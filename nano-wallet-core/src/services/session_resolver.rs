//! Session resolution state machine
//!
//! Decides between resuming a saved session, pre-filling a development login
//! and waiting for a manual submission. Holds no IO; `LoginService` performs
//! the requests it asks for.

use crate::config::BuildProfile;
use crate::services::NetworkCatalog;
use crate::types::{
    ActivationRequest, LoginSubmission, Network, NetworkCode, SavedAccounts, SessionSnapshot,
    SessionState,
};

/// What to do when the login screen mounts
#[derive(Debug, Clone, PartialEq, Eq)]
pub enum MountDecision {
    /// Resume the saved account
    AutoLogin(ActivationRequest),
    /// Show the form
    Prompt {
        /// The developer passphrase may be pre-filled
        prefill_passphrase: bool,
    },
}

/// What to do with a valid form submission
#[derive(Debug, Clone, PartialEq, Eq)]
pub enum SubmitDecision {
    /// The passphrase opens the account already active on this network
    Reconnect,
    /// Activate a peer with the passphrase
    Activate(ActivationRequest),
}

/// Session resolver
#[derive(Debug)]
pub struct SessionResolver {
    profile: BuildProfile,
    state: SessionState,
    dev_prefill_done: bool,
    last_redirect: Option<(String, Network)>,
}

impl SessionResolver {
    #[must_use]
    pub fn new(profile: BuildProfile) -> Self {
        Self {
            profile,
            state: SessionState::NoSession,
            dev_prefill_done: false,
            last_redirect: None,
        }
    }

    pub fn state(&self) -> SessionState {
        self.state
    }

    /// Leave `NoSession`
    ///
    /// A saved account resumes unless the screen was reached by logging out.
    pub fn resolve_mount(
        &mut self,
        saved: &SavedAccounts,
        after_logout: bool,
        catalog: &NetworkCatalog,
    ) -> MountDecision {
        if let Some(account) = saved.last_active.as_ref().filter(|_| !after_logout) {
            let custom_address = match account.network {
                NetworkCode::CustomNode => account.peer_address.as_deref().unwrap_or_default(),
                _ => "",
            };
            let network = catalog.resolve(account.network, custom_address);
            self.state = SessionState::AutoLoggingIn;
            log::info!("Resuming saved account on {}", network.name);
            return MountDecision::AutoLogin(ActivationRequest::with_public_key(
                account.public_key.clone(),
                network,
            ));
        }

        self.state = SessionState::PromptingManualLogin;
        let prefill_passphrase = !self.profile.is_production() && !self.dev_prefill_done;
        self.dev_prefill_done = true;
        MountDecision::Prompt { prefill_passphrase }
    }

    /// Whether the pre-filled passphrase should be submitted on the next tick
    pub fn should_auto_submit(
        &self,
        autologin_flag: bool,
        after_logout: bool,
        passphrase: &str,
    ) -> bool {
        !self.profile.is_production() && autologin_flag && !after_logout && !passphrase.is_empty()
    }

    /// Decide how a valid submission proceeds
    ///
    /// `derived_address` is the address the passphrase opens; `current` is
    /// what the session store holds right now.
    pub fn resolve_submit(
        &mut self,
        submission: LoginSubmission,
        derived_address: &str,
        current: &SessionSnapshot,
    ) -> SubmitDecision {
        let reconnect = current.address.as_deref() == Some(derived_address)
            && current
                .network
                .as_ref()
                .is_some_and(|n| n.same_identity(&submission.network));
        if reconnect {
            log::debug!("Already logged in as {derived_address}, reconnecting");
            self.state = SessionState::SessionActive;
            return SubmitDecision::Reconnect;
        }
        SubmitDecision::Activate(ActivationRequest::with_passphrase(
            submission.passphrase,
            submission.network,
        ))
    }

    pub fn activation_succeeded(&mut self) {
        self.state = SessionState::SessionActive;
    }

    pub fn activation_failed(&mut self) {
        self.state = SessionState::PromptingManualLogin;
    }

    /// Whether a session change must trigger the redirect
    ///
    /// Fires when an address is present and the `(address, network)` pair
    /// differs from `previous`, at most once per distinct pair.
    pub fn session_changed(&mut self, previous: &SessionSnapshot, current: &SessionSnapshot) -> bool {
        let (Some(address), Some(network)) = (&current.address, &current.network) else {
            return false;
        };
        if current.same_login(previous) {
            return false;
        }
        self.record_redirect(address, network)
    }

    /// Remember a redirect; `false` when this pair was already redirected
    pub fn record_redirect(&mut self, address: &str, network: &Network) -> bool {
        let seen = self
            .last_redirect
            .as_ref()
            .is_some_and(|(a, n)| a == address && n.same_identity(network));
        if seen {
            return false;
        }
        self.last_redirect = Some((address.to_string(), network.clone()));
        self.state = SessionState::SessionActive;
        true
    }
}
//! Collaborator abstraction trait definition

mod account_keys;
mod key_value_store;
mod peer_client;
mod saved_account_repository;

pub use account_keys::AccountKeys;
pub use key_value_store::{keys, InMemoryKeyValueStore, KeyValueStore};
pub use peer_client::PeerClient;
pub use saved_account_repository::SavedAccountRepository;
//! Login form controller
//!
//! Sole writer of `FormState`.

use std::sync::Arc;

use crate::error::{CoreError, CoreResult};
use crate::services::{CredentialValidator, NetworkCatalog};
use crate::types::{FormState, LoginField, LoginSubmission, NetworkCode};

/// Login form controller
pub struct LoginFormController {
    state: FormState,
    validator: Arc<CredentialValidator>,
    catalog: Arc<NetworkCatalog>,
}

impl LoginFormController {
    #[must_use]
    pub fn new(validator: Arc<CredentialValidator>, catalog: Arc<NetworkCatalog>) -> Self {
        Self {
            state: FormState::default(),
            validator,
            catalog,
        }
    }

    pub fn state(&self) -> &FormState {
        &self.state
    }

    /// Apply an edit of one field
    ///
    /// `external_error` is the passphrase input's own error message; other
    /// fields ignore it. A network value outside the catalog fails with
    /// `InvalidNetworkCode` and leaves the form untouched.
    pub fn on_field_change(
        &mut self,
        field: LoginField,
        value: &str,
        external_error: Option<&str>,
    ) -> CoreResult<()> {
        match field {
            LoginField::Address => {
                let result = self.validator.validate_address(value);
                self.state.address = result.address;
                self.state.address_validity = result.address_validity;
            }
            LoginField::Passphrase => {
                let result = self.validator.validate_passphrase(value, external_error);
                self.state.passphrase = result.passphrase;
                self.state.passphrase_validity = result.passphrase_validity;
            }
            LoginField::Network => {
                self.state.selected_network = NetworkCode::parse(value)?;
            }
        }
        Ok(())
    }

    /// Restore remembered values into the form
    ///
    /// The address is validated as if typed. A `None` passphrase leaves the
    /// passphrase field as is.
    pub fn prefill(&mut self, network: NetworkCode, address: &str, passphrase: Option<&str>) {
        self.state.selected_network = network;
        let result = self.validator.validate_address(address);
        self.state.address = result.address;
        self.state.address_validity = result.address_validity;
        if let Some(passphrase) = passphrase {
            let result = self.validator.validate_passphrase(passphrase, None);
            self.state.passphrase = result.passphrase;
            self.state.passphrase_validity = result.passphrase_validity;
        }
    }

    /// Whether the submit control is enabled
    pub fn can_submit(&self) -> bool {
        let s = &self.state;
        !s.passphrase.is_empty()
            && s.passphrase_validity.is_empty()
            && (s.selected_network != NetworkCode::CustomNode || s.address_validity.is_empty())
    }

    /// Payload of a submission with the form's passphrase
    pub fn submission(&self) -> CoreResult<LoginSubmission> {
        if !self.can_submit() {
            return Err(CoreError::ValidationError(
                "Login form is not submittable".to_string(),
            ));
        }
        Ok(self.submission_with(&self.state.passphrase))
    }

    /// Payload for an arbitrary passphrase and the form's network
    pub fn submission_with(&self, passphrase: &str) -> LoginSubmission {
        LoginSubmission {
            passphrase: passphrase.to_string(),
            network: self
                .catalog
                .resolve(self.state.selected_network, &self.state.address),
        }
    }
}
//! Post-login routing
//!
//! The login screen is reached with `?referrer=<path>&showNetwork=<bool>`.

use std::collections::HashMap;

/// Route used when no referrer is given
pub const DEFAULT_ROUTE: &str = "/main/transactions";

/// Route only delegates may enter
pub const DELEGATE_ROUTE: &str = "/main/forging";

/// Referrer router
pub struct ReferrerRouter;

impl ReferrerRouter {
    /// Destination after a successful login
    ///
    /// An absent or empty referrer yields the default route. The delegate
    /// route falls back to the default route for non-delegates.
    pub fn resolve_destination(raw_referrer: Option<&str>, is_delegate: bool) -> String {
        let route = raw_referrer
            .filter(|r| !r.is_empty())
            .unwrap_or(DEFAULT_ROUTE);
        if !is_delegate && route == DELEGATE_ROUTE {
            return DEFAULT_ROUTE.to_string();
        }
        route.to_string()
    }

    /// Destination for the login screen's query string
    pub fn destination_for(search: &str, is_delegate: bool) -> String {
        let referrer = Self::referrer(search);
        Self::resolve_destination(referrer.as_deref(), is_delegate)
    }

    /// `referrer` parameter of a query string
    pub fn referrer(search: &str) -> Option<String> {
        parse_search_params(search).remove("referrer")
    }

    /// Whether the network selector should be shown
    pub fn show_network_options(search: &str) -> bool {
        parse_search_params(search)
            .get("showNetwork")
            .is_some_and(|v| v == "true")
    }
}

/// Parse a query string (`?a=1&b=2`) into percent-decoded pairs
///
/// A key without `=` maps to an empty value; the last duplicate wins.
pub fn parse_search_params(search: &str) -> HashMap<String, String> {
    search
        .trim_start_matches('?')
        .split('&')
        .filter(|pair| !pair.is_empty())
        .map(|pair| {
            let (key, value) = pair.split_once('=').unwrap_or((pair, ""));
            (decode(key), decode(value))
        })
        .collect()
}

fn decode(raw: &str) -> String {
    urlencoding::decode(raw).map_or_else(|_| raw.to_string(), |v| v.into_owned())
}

--

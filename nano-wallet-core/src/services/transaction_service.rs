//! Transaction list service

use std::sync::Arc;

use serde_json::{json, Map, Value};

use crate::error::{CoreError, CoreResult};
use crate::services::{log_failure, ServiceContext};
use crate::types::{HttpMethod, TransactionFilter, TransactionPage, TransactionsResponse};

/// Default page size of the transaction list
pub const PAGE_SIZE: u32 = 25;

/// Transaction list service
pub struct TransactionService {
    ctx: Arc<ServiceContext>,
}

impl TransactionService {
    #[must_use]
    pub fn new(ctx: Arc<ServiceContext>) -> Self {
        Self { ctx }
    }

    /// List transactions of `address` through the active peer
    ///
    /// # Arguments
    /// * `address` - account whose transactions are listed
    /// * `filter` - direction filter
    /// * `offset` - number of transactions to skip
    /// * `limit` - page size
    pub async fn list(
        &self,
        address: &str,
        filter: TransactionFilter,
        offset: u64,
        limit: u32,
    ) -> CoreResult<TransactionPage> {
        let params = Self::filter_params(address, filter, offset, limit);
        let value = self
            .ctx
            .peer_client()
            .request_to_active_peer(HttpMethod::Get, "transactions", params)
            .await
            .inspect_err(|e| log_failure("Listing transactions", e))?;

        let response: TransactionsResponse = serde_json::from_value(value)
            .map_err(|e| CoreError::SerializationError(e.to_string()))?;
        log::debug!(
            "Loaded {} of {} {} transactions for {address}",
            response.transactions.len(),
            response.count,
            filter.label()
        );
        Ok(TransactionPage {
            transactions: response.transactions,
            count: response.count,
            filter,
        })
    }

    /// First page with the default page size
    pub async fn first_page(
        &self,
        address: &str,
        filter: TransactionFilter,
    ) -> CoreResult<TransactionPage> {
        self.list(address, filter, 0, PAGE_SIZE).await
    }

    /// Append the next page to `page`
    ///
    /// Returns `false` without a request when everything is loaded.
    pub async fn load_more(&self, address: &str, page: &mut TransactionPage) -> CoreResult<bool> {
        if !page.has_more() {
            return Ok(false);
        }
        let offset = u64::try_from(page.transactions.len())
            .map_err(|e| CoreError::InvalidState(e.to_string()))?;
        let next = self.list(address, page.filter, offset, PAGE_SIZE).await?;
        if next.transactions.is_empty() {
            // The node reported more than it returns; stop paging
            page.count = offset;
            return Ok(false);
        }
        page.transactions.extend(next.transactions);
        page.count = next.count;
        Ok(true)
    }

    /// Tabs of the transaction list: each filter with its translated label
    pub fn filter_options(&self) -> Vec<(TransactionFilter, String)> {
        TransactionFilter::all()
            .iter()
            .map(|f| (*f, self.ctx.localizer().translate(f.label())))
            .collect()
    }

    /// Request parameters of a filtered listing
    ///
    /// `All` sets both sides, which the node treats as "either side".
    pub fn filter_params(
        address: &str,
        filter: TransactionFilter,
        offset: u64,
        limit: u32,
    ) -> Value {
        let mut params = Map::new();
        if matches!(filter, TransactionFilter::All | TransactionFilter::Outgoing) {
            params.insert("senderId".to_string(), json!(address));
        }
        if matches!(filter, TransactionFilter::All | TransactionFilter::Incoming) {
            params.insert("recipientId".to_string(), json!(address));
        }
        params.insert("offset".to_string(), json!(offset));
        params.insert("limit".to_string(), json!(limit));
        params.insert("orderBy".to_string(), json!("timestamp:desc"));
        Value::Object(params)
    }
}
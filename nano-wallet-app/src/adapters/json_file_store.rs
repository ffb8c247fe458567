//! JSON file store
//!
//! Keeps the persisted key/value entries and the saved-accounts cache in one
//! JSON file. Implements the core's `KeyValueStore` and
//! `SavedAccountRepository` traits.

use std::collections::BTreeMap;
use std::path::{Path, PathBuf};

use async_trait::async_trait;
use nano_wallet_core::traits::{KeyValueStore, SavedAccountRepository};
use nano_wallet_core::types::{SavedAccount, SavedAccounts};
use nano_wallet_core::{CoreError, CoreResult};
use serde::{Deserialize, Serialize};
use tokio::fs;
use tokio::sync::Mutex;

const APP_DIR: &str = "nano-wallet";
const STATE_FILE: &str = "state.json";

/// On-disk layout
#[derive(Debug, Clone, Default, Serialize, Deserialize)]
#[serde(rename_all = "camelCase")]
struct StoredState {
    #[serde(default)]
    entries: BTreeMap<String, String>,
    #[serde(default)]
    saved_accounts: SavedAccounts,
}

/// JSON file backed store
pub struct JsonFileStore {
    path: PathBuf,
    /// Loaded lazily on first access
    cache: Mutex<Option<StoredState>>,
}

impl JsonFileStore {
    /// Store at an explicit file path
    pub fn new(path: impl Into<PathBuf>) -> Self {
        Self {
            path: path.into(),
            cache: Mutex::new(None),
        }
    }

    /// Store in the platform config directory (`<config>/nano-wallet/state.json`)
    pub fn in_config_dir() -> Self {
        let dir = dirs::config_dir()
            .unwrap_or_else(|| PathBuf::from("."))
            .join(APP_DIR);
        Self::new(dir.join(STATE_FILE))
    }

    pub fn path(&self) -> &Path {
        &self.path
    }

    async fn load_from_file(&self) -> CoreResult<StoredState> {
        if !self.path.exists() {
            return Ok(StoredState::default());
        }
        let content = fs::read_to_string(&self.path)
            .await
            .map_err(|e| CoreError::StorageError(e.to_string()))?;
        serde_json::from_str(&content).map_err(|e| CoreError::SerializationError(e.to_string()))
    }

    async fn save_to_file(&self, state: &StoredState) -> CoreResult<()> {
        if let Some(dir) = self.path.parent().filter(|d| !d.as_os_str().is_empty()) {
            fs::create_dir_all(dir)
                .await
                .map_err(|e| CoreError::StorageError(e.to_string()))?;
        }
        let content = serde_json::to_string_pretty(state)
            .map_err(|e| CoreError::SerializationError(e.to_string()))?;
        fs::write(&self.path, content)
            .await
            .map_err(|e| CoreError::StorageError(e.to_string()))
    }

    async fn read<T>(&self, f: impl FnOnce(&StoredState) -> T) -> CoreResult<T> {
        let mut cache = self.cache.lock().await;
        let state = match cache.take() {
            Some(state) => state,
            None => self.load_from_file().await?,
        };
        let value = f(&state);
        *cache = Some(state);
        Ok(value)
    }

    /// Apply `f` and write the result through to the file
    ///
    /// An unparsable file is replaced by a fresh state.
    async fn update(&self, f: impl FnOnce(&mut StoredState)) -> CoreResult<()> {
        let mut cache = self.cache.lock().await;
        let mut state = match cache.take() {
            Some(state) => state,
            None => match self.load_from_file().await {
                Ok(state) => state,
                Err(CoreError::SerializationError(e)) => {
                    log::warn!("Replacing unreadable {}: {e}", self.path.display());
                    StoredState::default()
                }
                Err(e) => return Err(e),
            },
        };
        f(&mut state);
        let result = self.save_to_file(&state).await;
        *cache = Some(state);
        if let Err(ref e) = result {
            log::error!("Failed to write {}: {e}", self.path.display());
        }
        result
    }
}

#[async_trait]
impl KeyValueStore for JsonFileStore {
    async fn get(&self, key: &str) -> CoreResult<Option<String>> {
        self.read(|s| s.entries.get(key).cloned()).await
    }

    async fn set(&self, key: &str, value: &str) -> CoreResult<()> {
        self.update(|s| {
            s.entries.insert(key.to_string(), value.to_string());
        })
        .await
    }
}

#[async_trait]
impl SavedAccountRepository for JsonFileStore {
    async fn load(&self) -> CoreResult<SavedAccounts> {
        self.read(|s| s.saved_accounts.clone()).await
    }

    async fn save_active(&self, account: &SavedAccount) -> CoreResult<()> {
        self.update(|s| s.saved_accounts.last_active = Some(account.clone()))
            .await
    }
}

Required work:
Using the records given above, list every line that includes the word "SavedAccountRepository".

Result for this task:
pub use saved_account_repository::SavedAccountRepository;
//! `SavedAccountRepository` traits.
use nano_wallet_core::traits::{KeyValueStore, SavedAccountRepository};
impl SavedAccountRepository for JsonFileStore {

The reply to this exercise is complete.